Paola Grifoni Ex soprintendente ai Beni architettonici e del paesaggio Caro direttore, con sconcerto ho letto l'intervento dall'architetto Fisher pubblicato sul Corriere Fiorentino di giovedì scorso. Il professionista tra i «comandamenti» che la progettazione deve seguire lascia all'ultimo posto delle priorità per una corretta progettazione, la bellezza. Sono un architetto, mi sono sempre occupata di restauro e pur ritenendo anche il restauro un'attività progettuale, è comunque materia diversa dalla progettazione ex novo. Penso che la bellezza, o ancor meglio l'estetica, sia componente fondamentale della progettazione e vada tenuta in considerazione fin dall'inizio ed in ogni passo dell'iter progettuale. È quella componente in più che ha permesso all'uomo del rinascimento di creare quanto è giunto fino a noi e che ci viene invidiato dal mondo intero. L'architettura «brutalista» non mi sembra abbia avuto particolare successo così come i casermoni, magari funzionali che ancora oggi testimoniano un passato in gran parte superato, nell'Europa dell'est. Certo, unire alla funzionalità, sostenibilità,ambiente,principi di varie scienze anche la componente estetica in rapporto al contesto ambientale paesaggistico, sia esso urbano e extra urbano non è operazione semplice né facile. Guai pensare che l'emergenza che stiamo vivendo possa diventare occasione di semplificazione e superficialità, una cosa sono gli eccellenti ospedali da campo, realizzati in questi orribili giorni,efficienti,funzionali, economici, ma temporanei e per i quali certamente l'aspetto estetico può essere tralasciato. Ma torniamo alla difficile e complessa progettazione architettonica, fatta di rapporti geometrici, forme, materiali, colori permeata di quella componente fondamentale che la distingue dall'opera ingegneristica nel rapporto con l'ambiente ed il paesaggio. Solo in questo caso si potrà parlare forse di nuovo rinascimento anche se, mi sia consentito, lasciamo il Rinascimento al suo tempo.

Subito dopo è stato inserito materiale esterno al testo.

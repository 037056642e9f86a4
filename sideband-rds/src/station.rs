// Sideband
// Copyright (c) 2025 The Project Sideband Developers.
//
// This Source Code Form is subject to the terms of the Mozilla Public
// License, v. 2.0. If a copy of the MPL was not distributed with this
// file, You can obtain one at https://mozilla.org/MPL/2.0/.

//! A `Station` holds the decode state for one broadcast carrier, identified by its RDS PI
//! code, and dispatches incoming groups to the per-type decoders.

use std::collections::HashMap;
use std::io::Write;

use serde_json::Value;

use sideband_core::tree;
use sideband_core::units::AltFreqList;
use sideband_core::util::bits::get_bits;
use sideband_core::util::fmt::prefixed_hex_string;

use sideband_tmc::TmcService;

use crate::decode::{self, oda, SlowLabelingCodes};
use crate::group::{BlockNumber::*, Group, GroupType, Version};
use crate::options::Options;
use crate::output;
use crate::rft::RftFile;
use crate::tables;
use crate::text::{LongPs, ProgramServiceName, PtyName, RadioText, RdsString};

pub struct Station {
    pi: u16,
    has_pi: bool,
    options: Options,
    which_channel: usize,
    ps: ProgramServiceName,
    long_ps: LongPs,
    radiotext: RadioText,
    ert: RadioText,
    ptyname: PtyName,
    full_tdc: RdsString,
    slc: SlowLabelingCodes,
    oda_app_for_group: HashMap<GroupType, u16>,
    oda_app_for_pipe: HashMap<u16, u16>,
    eon_ps_names: HashMap<u16, RdsString>,
    eon_alt_freqs: HashMap<u16, AltFreqList>,
    last_group_had_pi: bool,
    alt_freq_list: AltFreqList,
    tmc: TmcService,
    // One RFT file per pipe
    rft_files: [RftFile; 16],
}

impl Station {
    pub fn new(options: &Options, which_channel: usize) -> Self {
        Station {
            pi: 0,
            has_pi: false,
            options: options.clone(),
            which_channel,
            ps: ProgramServiceName::new(),
            long_ps: LongPs::new(),
            radiotext: RadioText::new(),
            ert: RadioText::new(),
            ptyname: PtyName::new(),
            full_tdc: RdsString::new(32 * 4),
            slc: SlowLabelingCodes::default(),
            oda_app_for_group: HashMap::new(),
            oda_app_for_pipe: HashMap::new(),
            eon_ps_names: HashMap::new(),
            eon_alt_freqs: HashMap::new(),
            last_group_had_pi: false,
            alt_freq_list: AltFreqList::new(),
            tmc: TmcService::new(tables::country_string),
            rft_files: Default::default(),
        }
    }

    pub fn with_pi(options: &Options, which_channel: usize, pi: u16) -> Self {
        let mut station = Station::new(options, which_channel);
        station.pi = pi;
        station.has_pi = true;
        station
    }

    pub fn pi(&self) -> u16 {
        self.pi
    }

    /// Decodes one group and prints the resulting record, if any.
    pub fn update_and_print(&mut self, group: &Group, stream: &mut dyn Write) {
        if !self.has_pi {
            return;
        }

        let mut tree = Value::Null;

        if self.options.streams {
            tree::set(&mut tree, &["stream"], group.data_stream());
        }

        if group.group_type().version != Version::C {
            // Allow 1 group with missed PI. For subsequent misses, don't process at all.
            if group.has_pi() {
                self.last_group_had_pi = true;
            }
            else if self.last_group_had_pi {
                self.last_group_had_pi = false;
            }
            else {
                return;
            }

            if group.is_empty() {
                return;
            }

            tree::set(&mut tree, &["pi"], prefixed_hex_string(u32::from(self.pi), 4));
            if self.options.rbds {
                if let Some(callsign) = tables::callsign_from_pi(self.pi) {
                    // The back-calculation is known to fail for most TMC stations
                    if (self.pi & 0xF000) == 0x1000 {
                        tree::set(&mut tree, &["callsign_uncertain"], callsign);
                    }
                    else {
                        tree::set(&mut tree, &["callsign"], callsign);
                    }
                }
            }
        }

        if self.options.timestamp {
            if let Some(rx_time) = group.rx_time() {
                tree::set(
                    &mut tree,
                    &["rx_time"],
                    output::time_point_string(rx_time, &self.options.time_format),
                );
            }
        }

        if let Some(bler) = group.bler() {
            tree::set(&mut tree, &["bler"], bler.round() as i64);
        }

        if self.options.num_channels > 1 {
            tree::set(&mut tree, &["channel"], self.which_channel);
        }

        if self.options.show_raw {
            tree::set(&mut tree, &["raw_data"], group.as_hex());
        }

        decode::decode_basics(group, &mut tree, self.options.rbds);

        if group.has_type() {
            self.dispatch(group, &mut tree);
        }

        if self.options.time_from_start {
            if let Some(time_from_start) = group.time_from_start() {
                tree::set(&mut tree, &["time_from_start"], time_from_start);
            }
        }

        if tree::is_empty(&tree) {
            return;
        }

        output::print_json(&tree, stream);
    }

    // ODA support in groups
    // ---------------------
    //
    // -  can't be used for ODA
    // o  can be used for ODA
    // O  ODA only
    //
    //             111111
    //   0123456789012345
    // A -----ooooo-OOo--
    // B ---OOooOOOOOOO--
    fn dispatch(&mut self, group: &Group, tree: &mut Value) {
        let group_type = group.group_type();

        match (group_type.number, group_type.version) {
            (_, Version::C) => {
                decode::decode_c(group, tree, &mut self.oda_app_for_pipe, &mut self.rft_files);
            }

            // These groups can't be used for ODA
            (0, _) => decode::decode_type0(
                group,
                tree,
                &mut self.alt_freq_list,
                &mut self.ps,
                self.options.show_partial,
            ),
            (1, _) => decode::decode_type1(group, tree, &mut self.slc, self.pi),
            (2, _) => {
                decode::decode_type2(group, tree, &mut self.radiotext, self.options.show_partial)
            }
            (3, Version::A) => oda::decode_type3a(
                group,
                tree,
                &mut self.oda_app_for_group,
                &mut self.radiotext,
                &mut self.ert,
                &mut self.tmc,
            ),
            (4, Version::A) => decode::decode_type4a(group, tree),
            (10, Version::A) => decode::decode_type10a(group, tree, &mut self.ptyname),
            (14, _) => decode::decode_type14(
                group,
                tree,
                &mut self.eon_ps_names,
                &mut self.eon_alt_freqs,
                self.options.rbds,
            ),
            (15, Version::B) => decode::decode_type15b(group, tree),

            // Other groups can be reassigned for ODA by a 3A group
            _ if self.oda_app_for_group.contains_key(&group_type) => {
                oda::decode_oda_group(
                    group,
                    tree,
                    &self.oda_app_for_group,
                    &mut self.radiotext,
                    &mut self.ert,
                    &mut self.tmc,
                );
            }

            // Below: groups that could optionally be used for ODA but have another primary
            // function
            (5, _) => decode::decode_type5(group, tree, &mut self.full_tdc),
            (6, _) => decode::decode_type6(group, tree),
            (7, Version::A) => decode::decode_type7a(group, tree),
            (8, Version::A) => {
                if group.has(Block2) && group.has(Block3) && group.has(Block4) {
                    self.tmc.receive_user_group(
                        get_bits(group.get(Block2), 0, 5),
                        group.get(Block3),
                        group.get(Block4),
                        tree,
                    );
                }
            }
            (9, Version::A) => decode::decode_type9a(group, tree),
            (15, Version::A) => {
                decode::decode_type15a(group, tree, &mut self.long_ps, self.options.show_partial)
            }

            // ODA-only groups with no 3A registration seen:
            // 3B, 4B, 7B, 8B, 9B, 10B, 11A, 11B, 12A, 12B, 13A, 13B
            _ => {
                oda::decode_oda_group(
                    group,
                    tree,
                    &self.oda_app_for_group,
                    &mut self.radiotext,
                    &mut self.ert,
                    &mut self.tmc,
                );
            }
        }
    }
}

Firenze. Ma l'architettura non può fare a meno della bellezza
Paola Grifoni, ex soprintendente ai Beni architettonici e del paesaggio, ha scritto un articolo in cui critica l'intervento dell'architetto Fisher sul Corriere Fiorentino. Fisher ha affermato che la bellezza non è una priorità per la progettazione, ma Grifoni sostiene che l'estetica sia un elemento fondamentale della progettazione. Secondo Grifoni, la bellezza è stata un fattore chiave nella creazione di opere d'arte del Rinascimento e non può essere ignorata nella progettazione architettonica. Grifoni critica anche l'architettura brutalista e i casermoni, che non hanno avuto successo.